Unsolved murders skyrocket in Washington State

"...if you’re killed in Seattle, the suspect has a 75 percent chance of getting away with murder.”

Ari Hoffman Seattle WA
Criminals in Washington are getting away with murder, according to a new report.

An analysis by FOX 13 showed that by this summer, the city of Kent had already surpassed the total number of murders it saw in 2022.

Using statistics from the FBI, the outlet reported that in 2019, out of the four homicides the city investigated, only one was solved. The following year, out of the eight homicides reported, only three were “cleared.”

Out of the 12 homicides investigated by the city’s police department in 2021, only half were cleared.

The outlet found a similar trend in Tacoma. The city saw 17 homicides in 2019 but only 11 were solved. There were 28 homicides in 2020 and 15 were solved. Homicides rose to 30 in 2021 and 16 were cleared.

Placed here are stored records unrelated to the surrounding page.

/// State shared by the worker threads, the handles and bound futures.
pub(crate) struct Shared {
    id: usize,
    queues: Box<[TaskQueue]>,
    next_worker: AtomicUsize,
    stopping: AtomicBool,
    config: TaskSystemConfig,
}

impl Shared {
    fn new(config: TaskSystemConfig) -> Self {
        let queues = (0..config.threads_count).map(|_| TaskQueue::new()).collect();
        Self {
            id: NEXT_SYSTEM_ID.fetch_add(1, Ordering::Relaxed),
            queues,
            next_worker: AtomicUsize::new(0),
            stopping: AtomicBool::new(false),
            config,
        }
    }

    fn threads_count(&self) -> usize {
        self.queues.len()
    }

    /// Queue index of the calling thread, if it belongs to this scheduler.
    pub(crate) fn current_thread_index(&self) -> Option<usize> {
        ThreadScope::lookup(self.id)
    }

    /// Runs other tasks on behalf of thread `index` until `done` holds or the
    /// deadline passes. Between fruitless attempts the thread parks for at
    /// most one cooperative interval. Returns the final value of `done`.
    pub(crate) fn help_until(
        &self,
        index: usize,
        deadline: Option<Instant>,
        done: impl Fn() -> bool,
        park: impl Fn(Duration),
    ) -> bool {
        let interval = self.config.cooperative_wait_interval.max(MIN_PAUSE);
        loop {
            if done() {
                return true;
            }
            let now = Instant::now();
            if deadline.is_some_and(|deadline| now >= deadline) {
                return done();
            }
            if let Some(task) = self.try_pop_for(index) {
                task.run();
                continue;
            }
            let pause = match deadline {
                Some(deadline) => interval.min(deadline - now),
                None => interval,
            };
            park(pause);
        }
    }

    /// A ready task for thread `index`: its own queue first, then the worker
    /// queues. The owner queue is only ever served by the owner.
    fn try_pop_for(&self, index: usize) -> Option<Task> {
        if let Some(task) = self.queues[index].try_pop() {
            return Some(task);
        }
        self.queues
            .iter()
            .enumerate()
            .skip(1)
            .filter(|(victim, _)| *victim != index)
            .find_map(|(_, queue)| queue.try_pop())
    }

    /// Removes a queued task without running it.
    pub(crate) fn cancel(&self, id: TaskId) -> bool {
        let cancelled = self.queues.iter().any(|queue| queue.cancel(id));
        if cancelled {
            log::debug!("{id} cancelled");
        }
        cancelled
    }

    fn get_any_worker_thread_idx(&self) -> usize {
        let workers = self.threads_count() - 1;
        if workers == 0 {
            return OWNER;
        }
        1 + self.next_worker.fetch_add(1, Ordering::Relaxed) % workers
    }

    fn worker_queue_by(&self, prefer: impl Fn(usize, usize) -> bool) -> usize {
        let mut best: Option<(usize, usize)> = None;
        for (index, queue) in self.queues.iter().enumerate().skip(1) {
            let len = queue.len();
            match best {
                Some((_, best_len)) if !prefer(len, best_len) => {}
                _ => best = Some((index, len)),
            }
        }
        best.map_or(OWNER, |(index, _)| index)
    }

    fn get_most_free_queue_idx(&self) -> usize {
        self.worker_queue_by(|len, best| len < best)
    }

    fn get_most_busy_queue_idx(&self) -> usize {
        self.worker_queue_by(|len, best| len > best)
    }

    fn resolve(&self, target: QueueTarget) -> usize {
        match target {
            QueueTarget::Thread(index) if index < self.threads_count() => index,
            QueueTarget::Thread(index) => {
                let message = format!(
                    "queue index {index} out of range ({} queues)",
                    self.threads_count()
                );
                log::error!("{message}");
                panic!("{message}");
            }
            QueueTarget::AnyWorker => self.get_any_worker_thread_idx(),
            QueueTarget::Owner => OWNER,
        }
    }

    /// Queues `task`. Closed queues hand it back, and it is dropped so its
    /// future resolves as abandoned.
    fn enqueue(self: &Arc<Self>, target: QueueTarget, task: Task) {
        task.bind(&Arc::downgrade(self));
        let pushed = if target == QueueTarget::AnyWorker {
            self.push_any_worker(task)
        } else {
            let index = self.resolve(target);
            log::trace!("{} pushed to queue {index}", task.id());
            self.queues[index].push(task)
        };
        if let Err(rejected) = pushed {
            log::debug!("{} pushed after shutdown, dropping it", rejected.id());
        }
    }

    fn push_any_worker(&self, mut task: Task) -> Result<(), Task> {
        for _ in 0..self.threads_count() {
            match self.queues[self.get_any_worker_thread_idx()].try_push(task) {
                Ok(()) => return Ok(()),
                Err(rejected) => task = rejected,
            }
        }
        self.queues[self.get_most_free_queue_idx()].push(task)
    }

    fn info(&self) -> TaskSystemInfo {
        let queues: Vec<QueueInfo> = self
            .queues
            .iter()
            .enumerate()
            .map(|(index, queue)| QueueInfo {
                index,
                pending_tasks: queue.len(),
            })
            .collect();
        TaskSystemInfo {
            threads_count: self.threads_count(),
            pending_tasks: queues.iter().map(|queue| queue.pending_tasks).sum(),
            queues,
        }
    }

    fn next_task(&self, index: usize, rng: &mut SmallRng) -> Option<Task> {
        let own = &self.queues[index];
        let workers = self.threads_count() - 1;
        let steal_attempts = self.config.steal_rounds_per_thread * self.threads_count();
        let idle_timeout = self.config.worker_pop_timeout.max(MIN_PAUSE);
        loop {
            if self.stopping.load(Ordering::Acquire) && !self.config.wait_on_destruct {
                own.clear();
                return None;
            }
            if let Some(task) = own.try_pop() {
                return Some(task);
            }
            if workers > 1 {
                for _ in 0..steal_attempts {
                    let victim = rng.gen_range(1..=workers);
                    if victim == index {
                        continue;
                    }
                    if let Some(task) = self.queues[victim].try_pop() {
                        log::trace!("worker {index} stole {} from queue {victim}", task.id());
                        return Some(task);
                    }
                }
            }
            match own.pop(idle_timeout) {
                Some(task) => return Some(task),
                None if own.is_done() && own.is_empty() => return None,
                None => {}
            }
        }
    }

    fn worker_loop(self: Arc<Self>, index: usize) {
        let _scope = ThreadScope::enter(self.id, index);
        let mut rng = SmallRng::from_entropy();
        log::info!("task worker {index} started");
        let mut executed = 0usize;
        while let Some(task) = self.next_task(index, &mut rng) {
            task.run();
            executed += 1;
        }
        log::info!("task worker {index} stopped after {executed} tasks");
    }

    fn stop(&self) {
        self.stopping.store(true, Ordering::Release);
        for queue in self.queues.iter() {
            queue.set_done();
        }
    }

    /// Closes every queue, dropping what is still queued. Pushes racing
    /// with this either land before a queue closes (and are dropped here) or
    /// are handed back.
    fn close_all(&self) -> usize {
        self.queues.iter().map(TaskQueue::close).sum()
    }
}

/// A cloneable handle for pushing work into a [`TaskSystem`].
///
/// Handles may outlive the system. Tasks pushed after shutdown are dropped
/// and their futures resolve as abandoned.
#[derive(Clone)]
pub struct TaskSystemHandle {
    shared: Arc<Shared>,
}
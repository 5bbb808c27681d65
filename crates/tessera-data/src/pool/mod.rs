// Copyright 2025 eraflo
//
// Licensed under the Apache License, Version 2.0 (the "License");
// you may not use this file except in compliance with the License.
// You may obtain a copy of the License at
//
//     http://www.apache.org/licenses/LICENSE-2.0
//
// Unless required by applicable law or agreed to in writing, software
// distributed under the License is distributed on an "AS IS" BASIS,
// WITHOUT WARRANTIES OR CONDITIONS OF ANY KIND, either express or implied.
// See the License for the specific language governing permissions and
// limitations under the License.

//! Object pools keyed by generational handles.

mod dynamic;
mod fixed;
mod slot;

pub use dynamic::DynamicHandleObjectSet;
pub use fixed::HandleObjectSet;
pub use slot::{PoolMut, PoolRef};

use tessera_core::{Handle, HandleSource};

/// Frees a freshly allocated handle unless construction completes.
///
/// Guards the window between "identity allocated" and "object stored" so a
/// panicking constructor does not leak the slot.
struct FreeOnUnwind<'a, S: HandleSource + ?Sized> {
    source: &'a S,
    handle: Handle,
    armed: bool,
}

impl<'a, S: HandleSource + ?Sized> FreeOnUnwind<'a, S> {
    fn new(source: &'a S, handle: Handle) -> Self {
        Self {
            source,
            handle,
            armed: true,
        }
    }

    fn disarm(mut self) {
        self.armed = false;
    }
}

impl<S: HandleSource + ?Sized> Drop for FreeOnUnwind<'_, S> {
    fn drop(&mut self) {
        if self.armed {
            log::debug!(
                "Pool '{}': constructor failed, releasing {}",
                self.source.label(),
                self.handle
            );
            self.source.free(self.handle);
        }
    }
}
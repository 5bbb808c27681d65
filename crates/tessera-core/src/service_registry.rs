// Copyright 2025 eraflo
//
// Licensed under the Apache License, Version 2.0 (the "License");
// you may not use this file except in compliance with the License.
// You may obtain a copy of the License at
//
//     http://www.apache.org/licenses/LICENSE-2.0
//
// Unless required by applicable law or agreed to in writing, software
// distributed under the License is distributed on an "AS IS" BASIS,
// WITHOUT WARRANTIES OR CONDITIONS OF ANY KIND, either express or implied.
// See the License for the specific language governing permissions and
// limitations under the License.

//! A type-keyed registry of shared engine services.
//!
//! The [`ServiceRegistry`] replaces process-wide subsystem singletons: it is
//! built once at startup, stored inside an [`EngineContext`](crate::EngineContext)
//! and handed explicitly to the constructors that need a service.

use std::any::{type_name, Any, TypeId};
use std::collections::HashMap;
use std::sync::Arc;

/// A registry of shared services keyed by [`TypeId`].
///
/// Services are stored as `Arc<dyn Any + Send + Sync>`, so a lookup hands out
/// a cheap clone that may outlive the registry itself.
///
/// # Example
///
/// ```rust
/// use tessera_core::service_registry::ServiceRegistry;
///
/// struct AudioMixer { voices: usize }
///
/// let mut registry = ServiceRegistry::new();
/// registry.insert(AudioMixer { voices: 32 });
///
/// let mixer = registry.get::<AudioMixer>().unwrap();
/// assert_eq!(mixer.voices, 32);
/// ```
#[derive(Default, Clone)]
pub struct ServiceRegistry {
    services: HashMap<TypeId, (&'static str, Arc<dyn Any + Send + Sync>)>,
}

impl ServiceRegistry {
    /// Creates an empty registry.
    #[must_use]
    pub fn new() -> Self {
        Self {
            services: HashMap::new(),
        }
    }

    /// Wraps `service` in an `Arc` and registers it, replacing any previous
    /// service of the same type.
    pub fn insert<T: Send + Sync + 'static>(&mut self, service: T) {
        self.insert_shared(Arc::new(service));
    }

    /// Registers an already shared service.
    pub fn insert_shared<T: Send + Sync + 'static>(&mut self, service: Arc<T>) {
        log::debug!("Registering service `{}`", type_name::<T>());
        self.services
            .insert(TypeId::of::<T>(), (type_name::<T>(), service));
    }

    /// Returns a shared handle to the service of type `T`, if registered.
    #[must_use]
    pub fn get<T: Send + Sync + 'static>(&self) -> Option<Arc<T>> {
        let (_, service) = self.services.get(&TypeId::of::<T>())?;
        Arc::clone(service).downcast::<T>().ok()
    }

    /// Returns `true` if a service of type `T` is registered.
    #[must_use]
    pub fn contains<T: Send + Sync + 'static>(&self) -> bool {
        self.services.contains_key(&TypeId::of::<T>())
    }

    /// Type names of every registered service, sorted for stable output.
    pub fn names(&self) -> Vec<&'static str> {
        let mut names: Vec<_> = self.services.values().map(|(name, _)| *name).collect();
        names.sort_unstable();
        names
    }

    /// Returns the number of registered services.
    #[must_use]
    pub fn len(&self) -> usize {
        self.services.len()
    }

    /// Returns `true` if no services are registered.
    #[must_use]
    pub fn is_empty(&self) -> bool {
        self.services.is_empty()
    }
}

impl std::fmt::Debug for ServiceRegistry {
    fn fmt(&self, f: &mut std::fmt::Formatter<'_>) -> std::fmt::Result {
        f.debug_struct("ServiceRegistry")
            .field("services", &self.names())
            .finish()
    }
}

According to the outlet’s analysis before the pandemic, approximately half of Seattle homicides were solved but in 2021, the rate of cleared cases fell to only 24 percent.

Fox13 noted, “That means if you’re killed in Seattle, the suspect has a 75 percent chance of getting away with murder.”

Seattle has had 66 homicides so far in 2023 and is on track to beat the all-time homicide record of 69 set in 1994. That number includes an unborn baby killed with her mother by a gunman while in a car at a stop light in June. Seattle has already beaten the 2022 homicide record of 57, which was the highest seen in a quarter century.

The Executive Director for the Washington Association of Sheriffs and Police Chiefs, Steven Strachan, told the outlet, "We’ve seen a significant upward trend in homicides, particularly the last two years in the state of Washington. It’s doubly concerning because the rest of the nation has begun to level off a little bit, we’re still seeing that number increasing at an alarming rate."

Earlier this year, Seattle Police Officer Guild president Mike Solan said that the Emerald City has seen more homicides than hired officers.

A massive police officer exodus of 600 officers since the City Council began defunding the department in 2020 has left Seattle operating below the recommended safe police coverage for a city of its size.